"""

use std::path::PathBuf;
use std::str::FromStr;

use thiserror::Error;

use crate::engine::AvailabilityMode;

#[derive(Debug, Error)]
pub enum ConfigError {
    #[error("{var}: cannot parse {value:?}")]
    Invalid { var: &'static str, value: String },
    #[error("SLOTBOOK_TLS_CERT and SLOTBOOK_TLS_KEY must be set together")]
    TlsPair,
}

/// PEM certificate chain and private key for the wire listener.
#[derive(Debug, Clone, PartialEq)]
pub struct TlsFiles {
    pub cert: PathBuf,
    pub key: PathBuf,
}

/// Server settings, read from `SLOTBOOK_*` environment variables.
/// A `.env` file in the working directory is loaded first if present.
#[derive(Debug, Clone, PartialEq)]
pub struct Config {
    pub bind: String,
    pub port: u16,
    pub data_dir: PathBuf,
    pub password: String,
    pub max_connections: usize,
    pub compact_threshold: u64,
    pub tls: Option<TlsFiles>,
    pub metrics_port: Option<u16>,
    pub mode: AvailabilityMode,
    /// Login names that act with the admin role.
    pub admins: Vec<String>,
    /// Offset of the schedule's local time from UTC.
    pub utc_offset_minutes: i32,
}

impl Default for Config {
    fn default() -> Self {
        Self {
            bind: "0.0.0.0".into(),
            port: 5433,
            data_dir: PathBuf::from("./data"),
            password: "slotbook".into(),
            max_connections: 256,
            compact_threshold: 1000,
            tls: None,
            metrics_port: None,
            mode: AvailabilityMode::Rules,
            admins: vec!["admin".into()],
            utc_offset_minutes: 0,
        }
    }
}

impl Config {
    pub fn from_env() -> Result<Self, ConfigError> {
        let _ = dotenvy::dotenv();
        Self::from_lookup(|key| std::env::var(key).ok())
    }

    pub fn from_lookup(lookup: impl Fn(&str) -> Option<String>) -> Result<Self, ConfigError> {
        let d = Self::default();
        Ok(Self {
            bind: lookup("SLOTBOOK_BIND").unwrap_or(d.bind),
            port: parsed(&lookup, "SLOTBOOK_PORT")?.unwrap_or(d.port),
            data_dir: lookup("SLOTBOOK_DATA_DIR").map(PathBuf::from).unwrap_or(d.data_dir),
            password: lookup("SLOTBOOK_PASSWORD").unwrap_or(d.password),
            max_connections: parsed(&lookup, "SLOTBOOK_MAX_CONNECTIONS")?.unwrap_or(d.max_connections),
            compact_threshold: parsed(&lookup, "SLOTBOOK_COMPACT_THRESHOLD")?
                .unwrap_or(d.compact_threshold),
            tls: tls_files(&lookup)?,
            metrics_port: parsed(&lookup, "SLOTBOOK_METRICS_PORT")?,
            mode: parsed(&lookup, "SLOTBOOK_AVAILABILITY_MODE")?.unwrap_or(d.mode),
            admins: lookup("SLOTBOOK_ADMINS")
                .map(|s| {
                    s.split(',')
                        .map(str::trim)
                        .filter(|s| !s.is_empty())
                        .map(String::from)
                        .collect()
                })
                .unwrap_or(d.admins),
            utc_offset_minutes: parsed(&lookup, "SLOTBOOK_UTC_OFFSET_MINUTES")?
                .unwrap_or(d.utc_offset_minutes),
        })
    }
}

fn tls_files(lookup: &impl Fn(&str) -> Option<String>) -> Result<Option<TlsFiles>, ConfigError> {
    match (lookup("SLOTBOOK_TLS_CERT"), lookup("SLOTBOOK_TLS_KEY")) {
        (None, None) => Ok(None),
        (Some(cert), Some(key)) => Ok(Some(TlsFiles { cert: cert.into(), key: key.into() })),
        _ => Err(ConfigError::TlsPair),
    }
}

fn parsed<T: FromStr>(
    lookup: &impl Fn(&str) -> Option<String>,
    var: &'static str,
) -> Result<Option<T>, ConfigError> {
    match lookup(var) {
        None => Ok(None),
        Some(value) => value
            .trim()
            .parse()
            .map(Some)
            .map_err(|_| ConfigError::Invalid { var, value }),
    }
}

"""

**Problem:**
A verbatim copy of every record is what you should return.

**Task answer:**
use std::path::PathBuf;
use std::str::FromStr;

use thiserror::Error;

use crate::engine::AvailabilityMode;

#[derive(Debug, Error)]
pub enum ConfigError {
    #[error("{var}: cannot parse {value:?}")]
    Invalid { var: &'static str, value: String },
    #[error("SLOTBOOK_TLS_CERT and SLOTBOOK_TLS_KEY must be set together")]
    TlsPair,
}

/// PEM certificate chain and private key for the wire listener.
#[derive(Debug, Clone, PartialEq)]
pub struct TlsFiles {
    pub cert: PathBuf,
    pub key: PathBuf,
}

/// Server settings, read from `SLOTBOOK_*` environment variables.
/// A `.env` file in the working directory is loaded first if present.
#[derive(Debug, Clone, PartialEq)]
pub struct Config {
    pub bind: String,
    pub port: u16,
    pub data_dir: PathBuf,
    pub password: String,
    pub max_connections: usize,
    pub compact_threshold: u64,
    pub tls: Option<TlsFiles>,
    pub metrics_port: Option<u16>,
    pub mode: AvailabilityMode,
    /// Login names that act with the admin role.
    pub admins: Vec<String>,
    /// Offset of the schedule's local time from UTC.
    pub utc_offset_minutes: i32,
}

impl Default for Config {
    fn default() -> Self {
        Self {
            bind: "0.0.0.0".into(),
            port: 5433,
            data_dir: PathBuf::from("./data"),
            password: "slotbook".into(),
            max_connections: 256,
            compact_threshold: 1000,
            tls: None,
            metrics_port: None,
            mode: AvailabilityMode::Rules,
            admins: vec!["admin".into()],
            utc_offset_minutes: 0,
        }
    }
}

impl Config {
    pub fn from_env() -> Result<Self, ConfigError> {
        let _ = dotenvy::dotenv();
        Self::from_lookup(|key| std::env::var(key).ok())
    }

    pub fn from_lookup(lookup: impl Fn(&str) -> Option<String>) -> Result<Self, ConfigError> {
        let d = Self::default();
        Ok(Self {
            bind: lookup("SLOTBOOK_BIND").unwrap_or(d.bind),
            port: parsed(&lookup, "SLOTBOOK_PORT")?.unwrap_or(d.port),
            data_dir: lookup("SLOTBOOK_DATA_DIR").map(PathBuf::from).unwrap_or(d.data_dir),
            password: lookup("SLOTBOOK_PASSWORD").unwrap_or(d.password),
            max_connections: parsed(&lookup, "SLOTBOOK_MAX_CONNECTIONS")?.unwrap_or(d.max_connections),
            compact_threshold: parsed(&lookup, "SLOTBOOK_COMPACT_THRESHOLD")?
                .unwrap_or(d.compact_threshold),
            tls: tls_files(&lookup)?,
            metrics_port: parsed(&lookup, "SLOTBOOK_METRICS_PORT")?,
            mode: parsed(&lookup, "SLOTBOOK_AVAILABILITY_MODE")?.unwrap_or(d.mode),
            admins: lookup("SLOTBOOK_ADMINS")
                .map(|s| {
                    s.split(',')
                        .map(str::trim)
                        .filter(|s| !s.is_empty())
                        .map(String::from)
                        .collect()
                })
                .unwrap_or(d.admins),
            utc_offset_minutes: parsed(&lookup, "SLOTBOOK_UTC_OFFSET_MINUTES")?
                .unwrap_or(d.utc_offset_minutes),
        })
    }
}

fn tls_files(lookup: &impl Fn(&str) -> Option<String>) -> Result<Option<TlsFiles>, ConfigError> {
    match (lookup("SLOTBOOK_TLS_CERT"), lookup("SLOTBOOK_TLS_KEY")) {
        (None, None) => Ok(None),
        (Some(cert), Some(key)) => Ok(Some(TlsFiles { cert: cert.into(), key: key.into() })),
        _ => Err(ConfigError::TlsPair),
    }
}

fn parsed<T: FromStr>(
    lookup: &impl Fn(&str) -> Option<String>,
    var: &'static str,
) -> Result<Option<T>, ConfigError> {
    match lookup(var) {
        None => Ok(None),
        Some(value) => value
            .trim()
            .parse()
            .map(Some)
            .map_err(|_| ConfigError::Invalid { var, value }),
    }
}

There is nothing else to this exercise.